The circadian gene CHRONO drives hepatocellular carcinoma proliferation via G1/S cell cycle transition

Clock genes are essential for physiological homeostasis, and their dysregulation is closely linked to cancer malignancy. While inhibiting aberrantly expressed clock genes can suppress cancer cell proliferation, targeting core clock components often disrupts the fundamental circadian oscillatory system, posing potential risks to systemic physiology. CHRONO, a recently identified clock gene, functions as a unique transcriptional repressor whose deletion does not impair circadian oscillations, suggesting that it may represent a safer therapeutic target. In this study, we elucidated the clinical and pathological significance of CHRONO in cancer. Pan-cancer database analyses revealed that CHRONO expression is elevated across multiple malignancies; notably, in hepatocellular carcinoma (HCC), high CHRONO expression significantly correlates with poorer prognosis. Consistent with these findings, functional assays in human and murine hepatocarcinoma cells demonstrated that Chrono knockdown markedly inhibits cell proliferation.

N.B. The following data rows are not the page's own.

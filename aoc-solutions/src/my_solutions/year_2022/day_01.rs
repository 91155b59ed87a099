use crate::utils::input::{groups, non_empty};
use aoc_solver::{AocParser, ParseError, PartSolver, SolveError};
use aoc_solver_macros::AocSolver;

#[derive(AocSolver)]
#[aoc_solver(max_parts = 2)]
pub struct Solver;

impl AocParser for Solver {
    /// Calories carried per elf, largest first.
    type SharedData<'a> = Vec<u64>;

    fn parse(input: &str) -> Result<Self::SharedData<'_>, ParseError> {
        let mut totals = groups(input)
            .iter()
            .map(|group| {
                group
                    .iter()
                    .map(|line| {
                        line.trim()
                            .parse::<u64>()
                            .map_err(|e| ParseError::InvalidFormat(format!("{:?}: {}", line, e)))
                    })
                    .sum::<Result<u64, _>>()
            })
            .collect::<Result<Vec<_>, _>>()?;
        totals.sort_unstable_by(|a, b| b.cmp(a));
        non_empty(totals, "elves")
    }
}

impl PartSolver<1> for Solver {
    fn solve(shared: &mut Self::SharedData<'_>) -> Result<String, SolveError> {
        Ok(shared[0].to_string())
    }
}

impl PartSolver<2> for Solver {
    fn solve(shared: &mut Self::SharedData<'_>) -> Result<String, SolveError> {
        Ok(shared.iter().take(3).sum::<u64>().to_string())
    }
}

#[cfg(test)]
mod tests {
    use super::*;
    use aoc_solver::solve_input;

    const SAMPLE: &str = "1000\n2000\n3000\n\n4000\n\n5000\n6000\n\n7000\n8000\n9000\n\n10000\n";

    #[test]
    fn test_sample() {
        assert_eq!(solve_input::<Solver>(SAMPLE, 1).unwrap(), "24000");
        assert_eq!(solve_input::<Solver>(SAMPLE, 2).unwrap(), "45000");
    }

    #[test]
    fn test_empty_input() {
        assert!(solve_input::<Solver>("\n\n", 1).is_err());
    }
}
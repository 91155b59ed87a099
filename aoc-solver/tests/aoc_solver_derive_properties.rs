//! Property-based tests for the AocSolver derive macro

use aoc_solver::{AocParser, AocSolver, ParseError, PartSolver, SolveError, Solver};
use proptest::prelude::*;

#[derive(AocSolver)]
#[aoc_solver(max_parts = 2)]
struct SumProduct;

impl AocParser for SumProduct {
    type SharedData<'a> = Vec<i64>;

    fn parse(input: &str) -> Result<Self::SharedData<'_>, ParseError> {
        input
            .lines()
            .filter(|l| !l.is_empty())
            .map(|l| {
                l.parse()
                    .map_err(|_| ParseError::InvalidFormat("bad int".into()))
            })
            .collect()
    }
}

impl PartSolver<1> for SumProduct {
    fn solve(shared: &mut Self::SharedData<'_>) -> Result<String, SolveError> {
        Ok(shared.iter().sum::<i64>().to_string())
    }
}

impl PartSolver<2> for SumProduct {
    fn solve(shared: &mut Self::SharedData<'_>) -> Result<String, SolveError> {
        Ok(shared.iter().product::<i64>().to_string())
    }
}

fn to_input(numbers: &[i64]) -> String {
    numbers
        .iter()
        .map(|n| n.to_string())
        .collect::<Vec<_>>()
        .join("\n")
}

/// `Solver::solve_part(shared, N)` agrees with `<Self as PartSolver<N>>::solve`.
mod part_dispatch {
    use super::*;

    proptest! {
        #![proptest_config(ProptestConfig::with_cases(100))]

        #[test]
        fn solve_part_dispatches_to_part_solver(
            numbers in prop::collection::vec(1i64..10, 1..6),
            part in 1u8..=2
        ) {
            let input = to_input(&numbers);
            let mut shared1 = <SumProduct as AocParser>::parse(&input).unwrap();
            let mut shared2 = <SumProduct as AocParser>::parse(&input).unwrap();

            let dispatched = <SumProduct as Solver>::solve_part(&mut shared1, part).unwrap();
            let direct = match part {
                1 => <SumProduct as PartSolver<1>>::solve(&mut shared2),
                2 => <SumProduct as PartSolver<2>>::solve(&mut shared2),
                _ => unreachable!(),
            }
            .unwrap();

            prop_assert_eq!(dispatched, direct);
        }
    }

    #[test]
    fn parts_constant_matches_attribute() {
        assert_eq!(<SumProduct as Solver>::PARTS, 2);
    }
}

/// Part numbers outside `1..=max_parts` are rejected by the generated dispatch.
mod invalid_part {
    use super::*;

    proptest! {
        #![proptest_config(ProptestConfig::with_cases(100))]

        #[test]
        fn invalid_part_returns_not_implemented(invalid_part in prop_oneof![Just(0u8), 3u8..=255]) {
            let mut shared = <SumProduct as AocParser>::parse("1\n2\n3").unwrap();

            match <SumProduct as Solver>::solve_part(&mut shared, invalid_part) {
                Err(SolveError::PartNotImplemented(p)) => prop_assert_eq!(p, invalid_part),
                other => prop_assert!(false, "Expected PartNotImplemented, got {:?}", other),
            }
        }
    }
}

/// Results cached in the shared data by part 1 are visible to part 2.
mod shared_state {
    use super::*;

    struct Cached {
        numbers: Vec<i64>,
        total: Option<i64>,
    }

    #[derive(AocSolver)]
    #[aoc_solver(max_parts = 2)]
    struct CachingSolver;

    impl AocParser for CachingSolver {
        type SharedData<'a> = Cached;

        fn parse(input: &str) -> Result<Self::SharedData<'_>, ParseError> {
            let numbers = SumProduct::parse(input)?;
            Ok(Cached {
                numbers,
                total: None,
            })
        }
    }

    impl PartSolver<1> for CachingSolver {
        fn solve(shared: &mut Self::SharedData<'_>) -> Result<String, SolveError> {
            let total = *shared
                .total
                .get_or_insert_with(|| shared.numbers.iter().sum());
            Ok(total.to_string())
        }
    }

    impl PartSolver<2> for CachingSolver {
        fn solve(shared: &mut Self::SharedData<'_>) -> Result<String, SolveError> {
            let total = shared
                .total
                .ok_or_else(|| SolveError::Invariant("part 1 has not run".into()))?;
            Ok((total * 2).to_string())
        }
    }

    proptest! {
        #![proptest_config(ProptestConfig::with_cases(50))]

        #[test]
        fn part_two_sees_part_one_cache(numbers in prop::collection::vec(1i64..100, 1..6)) {
            let input = to_input(&numbers);
            let expected: i64 = numbers.iter().sum();
            let mut shared = <CachingSolver as AocParser>::parse(&input).unwrap();

            let first = <CachingSolver as Solver>::solve_part(&mut shared, 1).unwrap();
            prop_assert_eq!(first, expected.to_string());
            let second = <CachingSolver as Solver>::solve_part(&mut shared, 2).unwrap();
            prop_assert_eq!(second, (expected * 2).to_string());
        }
    }

    #[test]
    fn part_two_alone_reports_invariant() {
        let mut shared = <CachingSolver as AocParser>::parse("4\n5").unwrap();
        let result = <CachingSolver as Solver>::solve_part(&mut shared, 2);
        assert!(matches!(result, Err(SolveError::Invariant(_))));
    }
}
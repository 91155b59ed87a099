use crate::utils::dp_cache::{DpCache, DpProblem, HashMapBackend};
use crate::utils::input::{non_empty, single_token, whitespace_separated};
use aoc_solver::{AocParser, ParseError, PartSolver, SolveError};
use aoc_solver_macros::AocSolver;

#[derive(AocSolver)]
#[aoc_solver(max_parts = 2)]
pub struct Solver;

impl AocParser for Solver {
    type SharedData<'a> = Vec<u64>;

    fn parse(input: &str) -> Result<Self::SharedData<'_>, ParseError> {
        let stones = whitespace_separated(single_token(input)?)?;
        non_empty(stones, "stones")
    }
}

/// What a single stone turns into after one blink.
pub fn blink(stone: u64) -> Vec<u64> {
    if stone == 0 {
        return vec![1];
    }
    let digits = stone.ilog10() + 1;
    if digits % 2 == 0 {
        let half = 10u64.pow(digits / 2);
        vec![stone / half, stone % half]
    } else {
        vec![stone * 2024]
    }
}

/// Stones produced by `(stone, blinks)`; stones never interact, so each is counted alone.
struct Descendants;

impl DpProblem<(u64, u8), u64> for Descendants {
    fn deps(&self, &(stone, blinks): &(u64, u8)) -> Vec<(u64, u8)> {
        if blinks == 0 {
            return vec![];
        }
        blink(stone).into_iter().map(|s| (s, blinks - 1)).collect()
    }

    fn compute(&self, &(_, blinks): &(u64, u8), deps: Vec<u64>) -> u64 {
        if blinks == 0 { 1 } else { deps.iter().sum() }
    }
}

pub fn stones_after(stones: &[u64], blinks: u8) -> u64 {
    let cache = DpCache::with_problem(HashMapBackend::<(u64, u8), u64>::new(), Descendants);
    stones.iter().map(|&stone| cache.get(&(stone, blinks))).sum()
}

impl PartSolver<1> for Solver {
    fn solve(shared: &mut Self::SharedData<'_>) -> Result<String, SolveError> {
        Ok(stones_after(shared, 25).to_string())
    }
}

impl PartSolver<2> for Solver {
    fn solve(shared: &mut Self::SharedData<'_>) -> Result<String, SolveError> {
        Ok(stones_after(shared, 75).to_string())
    }
}
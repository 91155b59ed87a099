aoc_solver::script_main!(aoc_solutions::my_solutions::year_2016::day_14::Solver, 1);
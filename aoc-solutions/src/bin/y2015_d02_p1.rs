aoc_solver::script_main!(aoc_solutions::my_solutions::year_2015::day_02::Solver, 1);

Mechanistically, suppression of CHRONO induced G1-phase arrest by decreasing the protein expression of key cell cycle regulators, including cyclin D and cyclin E. Collectively, our findings provide the first functional evidence that CHRONO acts as a pro-proliferative regulator in HCC, suggesting that modulation of CHRONO may suppress tumor growth while minimizing disruption of the core circadian oscillator.